Мне удалось выяснить, что бездетный Чжунци долго ухаживал за больной женой, жизнь становилась тяжелее с каждым днем, под конец не было денег даже на кусок свинины. В канун Праздника хризантем[140] он не удержался и стащил на бойне кусок мяса, его поймали на месте, заставили написать самокритику и вывесили ее на всеобщее обозрение. Не выдержав позора, на другой день он выпил отвар желтолозника. Вот и все. Но даже такой простой сюжет мацяосцы не могли изложить понятно – с их пристрастием к тмину и жасмину история постоянно наполнялась туманом и неясностями, что лишний раз доказывало: мацяосцы не хотят принимать очевидные факты или же не хотят принимать очевидные факты во всей их простоте. Может быть, им казалось, что за каждым звеном истории скрывается целый ряд непроговариваемых обстоятельств, и эти-то самые обстоятельства путали, коверкали и дробили рассказы мацяосцев, превращая их в какую-то бессвязную чепуху.
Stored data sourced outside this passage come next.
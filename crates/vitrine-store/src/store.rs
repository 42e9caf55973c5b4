//! Store traits and error types.
//!
//! Provides the per-entity store traits for abstracting document
//! persistence, along with [`StoreError`] for unified error handling
//! across backends.
//!
//! Missing documents are `Ok(None)` on reads and `false` on deletes;
//! [`StoreErrorKind::NotFound`] is reserved for updates that target a
//! document which no longer exists. Mapping absence to a domain-level
//! failure is the catalogs' job.

use std::sync::Arc;

use uuid::Uuid;

use vitrine_model::{Page, Site, Theme};

/// Semantic error categories for store failures.
#[derive(Debug, Clone, Copy, PartialEq, Eq)]
#[non_exhaustive]
pub enum StoreErrorKind {
    /// Update target does not exist.
    NotFound,
    /// A document with the same id already exists.
    Conflict,
    /// Backend is temporarily unavailable.
    Unavailable,
    /// Other/unknown error category.
    Other,
}

/// Store error with semantic kind and backend-specific source.
#[derive(Debug)]
pub struct StoreError {
    kind: StoreErrorKind,
    entity: Option<&'static str>,
    id: Option<Uuid>,
    backend: Option<&'static str>,
    source: Option<Box<dyn std::error::Error + Send + Sync>>,
}

impl StoreError {
    /// Create a new store error.
    #[must_use]
    pub fn new(kind: StoreErrorKind) -> Self {
        Self {
            kind,
            entity: None,
            id: None,
            backend: None,
            source: None,
        }
    }

    /// Attach the entity type name (e.g. "site").
    #[must_use]
    pub fn with_entity(mut self, entity: &'static str) -> Self {
        self.entity = Some(entity);
        self
    }

    /// Attach the document id.
    #[must_use]
    pub fn with_id(mut self, id: Uuid) -> Self {
        self.id = Some(id);
        self
    }

    /// Attach the backend identifier (e.g. "Memory").
    #[must_use]
    pub fn with_backend(mut self, backend: &'static str) -> Self {
        self.backend = Some(backend);
        self
    }

    /// Attach the underlying error source.
    #[must_use]
    pub fn with_source(mut self, source: impl std::error::Error + Send + Sync + 'static) -> Self {
        self.source = Some(Box::new(source));
        self
    }

    /// Create a not-found error for an entity/id pair.
    #[must_use]
    pub fn not_found(entity: &'static str, id: Uuid) -> Self {
        Self::new(StoreErrorKind::NotFound)
            .with_entity(entity)
            .with_id(id)
    }

    /// Create a conflict error for an entity/id pair.
    #[must_use]
    pub fn conflict(entity: &'static str, id: Uuid) -> Self {
        Self::new(StoreErrorKind::Conflict)
            .with_entity(entity)
            .with_id(id)
    }

    /// Semantic error category.
    #[must_use]
    pub fn kind(&self) -> StoreErrorKind {
        self.kind
    }

    /// Entity type name, if attached.
    #[must_use]
    pub fn entity(&self) -> Option<&'static str> {
        self.entity
    }

    /// Document id, if attached.
    #[must_use]
    pub fn id(&self) -> Option<Uuid> {
        self.id
    }

    /// Backend identifier, if attached.
    #[must_use]
    pub fn backend(&self) -> Option<&'static str> {
        self.backend
    }
}

impl std::fmt::Display for StoreError {
    fn fmt(&self, f: &mut std::fmt::Formatter<'_>) -> std::fmt::Result {
        // Format: "[Backend] Kind: entity id"
        if let Some(backend) = self.backend {
            write!(f, "[{backend}] ")?;
        }

        let kind_str = match self.kind {
            StoreErrorKind::NotFound => "Not found",
            StoreErrorKind::Conflict => "Conflict",
            StoreErrorKind::Unavailable => "Unavailable",
            StoreErrorKind::Other => "Error",
        };
        write!(f, "{kind_str}")?;

        if let Some(source) = &self.source {
            write!(f, ": {source}")?;
        }

        if let Some(entity) = self.entity {
            write!(f, " ({entity}")?;
            if let Some(id) = self.id {
                write!(f, " {id}")?;
            }
            write!(f, ")")?;
        }

        Ok(())
    }
}

impl std::error::Error for StoreError {
    fn source(&self) -> Option<&(dyn std::error::Error + 'static)> {
        self.source
            .as_ref()
            .map(|s| s.as_ref() as &(dyn std::error::Error + 'static))
    }
}

/// Site document persistence.
pub trait SiteStore: Send + Sync {
    /// Insert a new site document.
    ///
    /// # Errors
    ///
    /// Returns [`StoreErrorKind::Conflict`] if a site with the same id
    /// already exists.
    fn insert(&self, site: &Site) -> Result<(), StoreError>;

    /// Look up a site by id. Missing is `Ok(None)`.
    fn get(&self, id: Uuid) -> Result<Option<Site>, StoreError>;

    /// Exact-match lookup by domain. Missing is `Ok(None)`.
    fn find_by_domain(&self, domain: &str) -> Result<Option<Site>, StoreError>;

    /// All sites belonging to an owner.
    fn list_by_owner(&self, owner: Uuid) -> Result<Vec<Site>, StoreError>;

    /// Replace an existing site document.
    ///
    /// # Errors
    ///
    /// Returns [`StoreErrorKind::NotFound`] if the site does not exist.
    fn update(&self, site: &Site) -> Result<(), StoreError>;

    /// Delete a site document. Returns whether it existed.
    fn delete(&self, id: Uuid) -> Result<bool, StoreError>;
}

/// Theme document persistence.
pub trait ThemeStore: Send + Sync {
    /// Insert a new theme document.
    ///
    /// # Errors
    ///
    /// Returns [`StoreErrorKind::Conflict`] if a theme with the same id
    /// already exists.
    fn insert(&self, theme: &Theme) -> Result<(), StoreError>;

    /// Look up a theme by id. Missing is `Ok(None)`.
    fn get(&self, id: Uuid) -> Result<Option<Theme>, StoreError>;

    /// All themes belonging to a site.
    fn list_by_site(&self, site: Uuid) -> Result<Vec<Theme>, StoreError>;

    /// Replace an existing theme document.
    ///
    /// # Errors
    ///
    /// Returns [`StoreErrorKind::NotFound`] if the theme does not exist.
    fn update(&self, theme: &Theme) -> Result<(), StoreError>;

    /// Delete a theme document. Returns whether it existed.
    fn delete(&self, id: Uuid) -> Result<bool, StoreError>;

    /// Delete every theme belonging to a site. Returns the number removed.
    fn delete_by_site(&self, site: Uuid) -> Result<usize, StoreError>;
}

/// Page document persistence.
pub trait PageStore: Send + Sync {
    /// Insert a new page document.
    ///
    /// # Errors
    ///
    /// Returns [`StoreErrorKind::Conflict`] if a page with the same id
    /// already exists.
    fn insert(&self, page: &Page) -> Result<(), StoreError>;

    /// Look up a page by id. Missing is `Ok(None)`.
    fn get(&self, id: Uuid) -> Result<Option<Page>, StoreError>;

    /// Exact-match lookup by owning site and path. Missing is `Ok(None)`.
    fn find_by_path(&self, site: Uuid, path: &str) -> Result<Option<Page>, StoreError>;

    /// All pages belonging to a site, newest first.
    fn list_by_site(&self, site: Uuid) -> Result<Vec<Page>, StoreError>;

    /// Replace an existing page document.
    ///
    /// # Errors
    ///
    /// Returns [`StoreErrorKind::NotFound`] if the page does not exist.
    fn update(&self, page: &Page) -> Result<(), StoreError>;

    /// Delete a page document. Returns whether it existed.
    fn delete(&self, id: Uuid) -> Result<bool, StoreError>;

    /// Delete every page belonging to a site. Returns the number removed.
    fn delete_by_site(&self, site: Uuid) -> Result<usize, StoreError>;
}

/// Bundle of store handles, one per entity type.
///
/// The catalogs each receive only the handles they own; this bundle
/// exists so process startup can wire a single backend into all of them.
#[derive(Clone)]
pub struct Stores {
    /// Site documents.
    pub sites: Arc<dyn SiteStore>,
    /// Theme documents.
    pub themes: Arc<dyn ThemeStore>,
    /// Page documents.
    pub pages: Arc<dyn PageStore>,
}

impl Stores {
    /// Wire all three handles to a single shared [`MemoryStore`].
    #[must_use]
    pub fn in_memory() -> Self {
        let backend = Arc::new(crate::MemoryStore::new());
        Self {
            sites: Arc::clone(&backend) as Arc<dyn SiteStore>,
            themes: Arc::clone(&backend) as Arc<dyn ThemeStore>,
            pages: backend,
        }
    }
}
Чжунци подписал своей фамилией бессчетное число документов, и последняя его подпись с привычной ремаркой «согласую» венчала вывешенную на столбе самокритику по поводу кражи куска мяса с бойни. В самокритике он называл себя вором, бесстыжей скотиной, реакционным элементом, обманувшим доверие Партии, правительства и собственных предков. Кое-где Чжунци явно перегнул с самокритикой – можно представить, в каком смятении он находился. На самом деле за всю жизнь он выведал целую бездну чужих секретов, узнал множество тайных грешков, лежавших на совести деревенских, но сам всегда жил честно, никогда не зарывался и ни одной соломинки не взял из общего стога. И помогла ли Чжунци его порядочность? Нет. Зато люди, вся подноготная которых была ему прекрасно известна, люди не самые порядочные, один за другим вырывались вперед, а он беспомощно смотрел, как они богатеют, пока его горшок из-под свиного жира зарастал паутиной. Наверное, ему следовало что-то изменить? Я представляю, как он зашел на бойню без гроша в кармане, вдохнул жгучий жар предстоящего праздника и решил начать перемены в своей жизни с куска мяса. К сожалению, вместо мяса Чжунци получил только несмываемый позор и всеобщее осуждение.